Con l’uscita di scena (provvisoria?) di Matteo Renzi, per noi commentatori indipendenti (e apòti) si è aperto un periodo di serenità linguistica. Fino al 4 dicembre, appena sbagliavi un verbo, una parola, ti toccava l’insulto di “gufo”. Mi ricordava i manifesti di quando ero figlio della lupa: “Taci! Il nemico ti ascolta”. Quando le elezioni comunali prima, il referendum poi, dimostrarono che i “gufi” avevano occupato tutte le periferie, mentre le truppe governative in alta uniforme si erano acquartierate nelle oasi del lusso (Parioli, Crocetta, Quadrilatero), il termine “gufo” cadde in disuso.
L’ha sostituito un termine meno gioioso: “populista”. Questo non è autoctono come “gufo”, ma ha una dimensione internazionale. Uno dei G7 perde un’elezione ed ecco comparire la terribile parola rivolta ai vincitori (in un mondo meritocratico, com’era un tempo l’Occidente liberale, i vincitori alle elezioni erano meglio dei vinti, qua vale l’opposto, gli sconfitti hanno sempre ragione). Vai su Wikipedia, e a fianco di “populista” trovi il Quarto Stato dipinto da Giuseppe Pellizza da Volpedo, perché da sempre il termine era riferito ai movimenti popolar-socialisti, e tu, cultore dell’eccellenza alimentare (quindi feroce nemico del Ttip), che in stagione mangi solo pesche di Volpedo (sono uniche), non capisci più nulla. Significa forse che ci possano essere pure populisti di destra? Mio nonno, comunista, li chiamava fascisti, ed erano al governo. Che confusione.
Ed ecco un nuovo insulto: “piagnone pessimista”, sempre rivolto agli ex gufi, attuali populisti conservatori, che si rifiutano di riconoscere che non siamo mai stati così bene, anche se hanno perso patrimonio e reddito. Leggo: “La povertà è in ritirata, i redditi in aumento, l’età media e la salute in crescita, l’analfabetismo in estinzione, le epidemie e le carestie nel dimenticatoio, etc. etc.” Un libro “Progress” (che sintesi meravigliosa) lo conferma, con caterve di numeri. L’autore, Johan Norberg sottolinea quali bias biologici, demografici, caratteriali, ci impediscano di decifrare quella che lui chiama l’attuale “età dell’oro”. Sono menzogne avvolte in carta stagnola ma pur sempre menzogne, non perché i numeri siano, singolarmente, sbagliati, ci mancherebbe (sono “prufesur”), ma nell’assemblaggio questi intellettuali d’accatto, specie se sono embedded a Wall Street, a Silicon Valley, al Cato Institute, li manipolano (come quei bugiardi di scienziati del clima che supportarono, con numeri falsi, il Nobel ad Al Gore). E non parliamo del filosofo Michel Serres (Académie française), costui non si è accontentato del rigoroso “Progress”, ha scritto “Viviamo in un paradiso”. Curioso, più ci impoveriamo più aumentano i buffoni di Corte.

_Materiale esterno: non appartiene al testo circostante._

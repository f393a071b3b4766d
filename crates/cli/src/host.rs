//! Host application object: owns the instance registry for the life of the process
//! and terminates every backend it launched when the process is asked to stop.

use futures_util::future::join_all;
use goose_host::backend::BackendClient;
use goose_host::config::Config;
use goose_host::{Instance, InstanceRegistry, LaunchRequest, Supervisor, SupervisorConfig};
use std::path::PathBuf;
use std::time::Duration;

/// How often to check whether every instance has exited on its own.
const EXIT_POLL_INTERVAL: Duration = Duration::from_millis(500);

pub struct Host {
    supervisor: Supervisor,
}

impl Host {
    /// Build from config; `binary` overrides the configured backend executable.
    pub fn new(config: &Config, binary: Option<PathBuf>) -> anyhow::Result<Self> {
        let mut config = config.clone();
        if binary.is_some() {
            config.backend.binary_path = binary;
        }
        let supervisor_config = SupervisorConfig::from_config(&config)?;
        log::debug!(
            "backend executable {}",
            supervisor_config.executable.display()
        );
        Ok(Self {
            supervisor: Supervisor::new(supervisor_config, InstanceRegistry::new()),
        })
    }

    pub fn registry(&self) -> &InstanceRegistry {
        self.supervisor.registry()
    }

    /// Launch `count` instances concurrently. Failed launches are logged and skipped.
    pub async fn launch_many(&self, count: usize, request: LaunchRequest) -> Vec<Instance> {
        let results = join_all((0..count).map(|_| self.supervisor.launch(request.clone()))).await;
        results
            .into_iter()
            .filter_map(|r| match r {
                Ok(instance) => Some(instance),
                Err(e) => {
                    log::error!("backend failed to start: {}", e);
                    None
                }
            })
            .collect()
    }

    /// Print one `port<TAB>working dir<TAB>version` line per instance.
    pub async fn report(&self, instances: &[Instance]) {
        for instance in instances {
            let version = BackendClient::new(instance.port).current_version().await;
            println!(
                "{}\t{}\t{}",
                instance.port,
                instance.working_dir.display(),
                version
            );
        }
    }

    /// Launch `count` instances, report them, and keep them running until SIGINT/SIGTERM
    /// or until every instance has exited; then terminate all. A signal during startup
    /// also kills the backends that are still probing.
    pub async fn run(&self, count: usize, request: LaunchRequest) -> anyhow::Result<()> {
        let shutdown = shutdown_signal();
        tokio::pin!(shutdown);

        // Shutdown is polled first so its handlers are in place before any spawn.
        let instances = tokio::select! {
            biased;
            _ = &mut shutdown => {
                log::info!("shutdown signal received during startup, stopping backends");
                self.supervisor.shutdown().await;
                return Ok(());
            }
            instances = self.launch_many(count, request) => instances,
        };
        if instances.is_empty() {
            anyhow::bail!("no backend instance became ready");
        }
        log::info!(
            "{} of {} backend instance(s) ready",
            self.registry().len().await,
            count
        );

        tokio::select! {
            _ = &mut shutdown => {
                log::info!("shutdown signal received, stopping backends");
            }
            _ = async {
                self.report(&instances).await;
                all_exited(&instances).await;
            } => {
                log::info!("every backend exited");
            }
        }
        self.supervisor.shutdown().await;
        Ok(())
    }
}

async fn all_exited(instances: &[Instance]) {
    loop {
        let mut running = 0;
        for instance in instances {
            if !instance.handle.try_exited().await {
                running += 1;
            }
        }
        if running == 0 {
            return;
        }
        tokio::time::sleep(EXIT_POLL_INTERVAL).await;
    }
}

/// Future that completes when the process should shut down (SIGINT or SIGTERM).
async fn shutdown_signal() {
    let ctrl_c = async {
        if let Err(e) = tokio::signal::ctrl_c().await {
            log::warn!("failed to install Ctrl+C handler: {}", e);
            std::future::pending::<()>().await;
        }
    };

    #[cfg(unix)]
    let terminate = async {
        match tokio::signal::unix::signal(tokio::signal::unix::SignalKind::terminate()) {
            Ok(mut sig) => {
                sig.recv().await;
            }
            Err(e) => {
                log::warn!("failed to install SIGTERM handler: {}", e);
                std::future::pending::<()>().await;
            }
        }
    };

    #[cfg(not(unix))]
    let terminate = std::future::pending::<()>();

    tokio::select! {
        _ = ctrl_c => {},
        _ = terminate => {},
    }
}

Vorrei raccontare loro una storia, l’ho scoperta tempo fa in una trasmissione televisiva (Nicola Porro, Virus) dove ero presente con gli amici torinesi Giorgio Airaudo e Oscar Giannino, da allora l’ho definita, tanto per darmi uno spessore culturale, “Dottrina Airaudo”. Il padre del deputato Airaudo era un operaio Fiat (come me), aveva uno stipendio da operaio, partecipava ai soliti scioperi (atti dovuti), godeva del welfare Fiat (la sanità svizzera 2016, ancora oggi è nettamente inferiore), ebbe due figli, li fece studiare fino alla laurea. Con i risparmi comprò un alloggio di proprietà, a 60 anni andò in pensione. Una vita vissuta mantenendo al centro la dignità del proprio lavoro. Questo era il modello capitalistico, con uno spruzzo di paternalismo vallettiano, degli oltre centomila operai Fiat. Era una Torino forse triste ma ricca, poi un pezzo della sinistra tradì, la Fiat ci fu scippata, diventammo una (miserabile) città della cultura. Con il modello del ceo capitalism imperante sfido qualsiasi studioso a dimostrarmi che oggi un operaio italiano possa aspirare a una vita, e a dei risultati, come quella del papà di Airaudo. Il resto è fuffa statistica.
Nella mia letterina di Natale a Gesù Bambino mi auguro che nel 2017 non ci si insulti più con parole oscene come gufo, populista, piagnone pessimista, e similari, siamo tutti cittadini, nulla di più, nulla di meno, stufi di parole vuote.